British Actresses You Should Know: Fiona Shaw
I’m embarrassed to admit that up until the last five years, or so I only knew Fiona Shaw as Aunt Petunia from the Harry Potter franchise. Maybe like me, you weren’t aware of her stellar stage career; that she was part of the “new wave” of actors to emerge from RADA (Royal Academy of Dramatic Art) in the 70s and early 80s. Jonathan Pryce, Juliet Stevenson, Alan Rickman, Janet McTeer, Kenneth Branagh, and Mark Rylance were her peers.

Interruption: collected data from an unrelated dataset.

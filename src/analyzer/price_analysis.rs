use crate::analyzer::forecast::{project, Forecast};
use crate::analyzer::summary::{summarize, SummaryStats};
use crate::model::{AnalysisError, PriceHistory};

/// Trait defining the interface for a price-history analyzer.
pub trait Analyzer {
    fn calculate_stats(&self, history: &PriceHistory) -> Result<SummaryStats, AnalysisError>;
    fn forecast(&self, history: &PriceHistory) -> Result<Forecast, AnalysisError>;
}

/// Everything the window needs to render one fetched history.
#[derive(Debug, Clone)]
pub struct Snapshot {
    pub history: PriceHistory,
    pub stats: SummaryStats,
    pub forecast: Forecast,
}

pub struct AnalyzerImpl {
    horizon: usize,
}

impl AnalyzerImpl {
    pub fn new(horizon: usize) -> Self {
        Self { horizon }
    }

    /// Runs the summary and the trend projection over `history`.
    pub fn analyze(&self, history: PriceHistory) -> Result<Snapshot, AnalysisError> {
        let stats = self.calculate_stats(&history)?;
        let forecast = self.forecast(&history)?;
        Ok(Snapshot {
            history,
            stats,
            forecast,
        })
    }
}

impl Analyzer for AnalyzerImpl {
    fn calculate_stats(&self, history: &PriceHistory) -> Result<SummaryStats, AnalysisError> {
        summarize(history)
    }

    fn forecast(&self, history: &PriceHistory) -> Result<Forecast, AnalysisError> {
        project(history, self.horizon)
    }
}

Born Fiona Mary Wilson, Shaw is Irish, County Cork-born and raised by an eye surgeon father and a physicist mother. At her parents’ insistence, she went to university. After earning a philosophy degree from University College Cork, Shaw was free to pursue her true calling as an actor. With a RADA acting diploma under her belt, Ms. Shaw was on to the National Theatre and, after that, the Royal Shakespeare company. The accolades for her stage performances from the mid-80s to the mid-’00s are too numerous to list here.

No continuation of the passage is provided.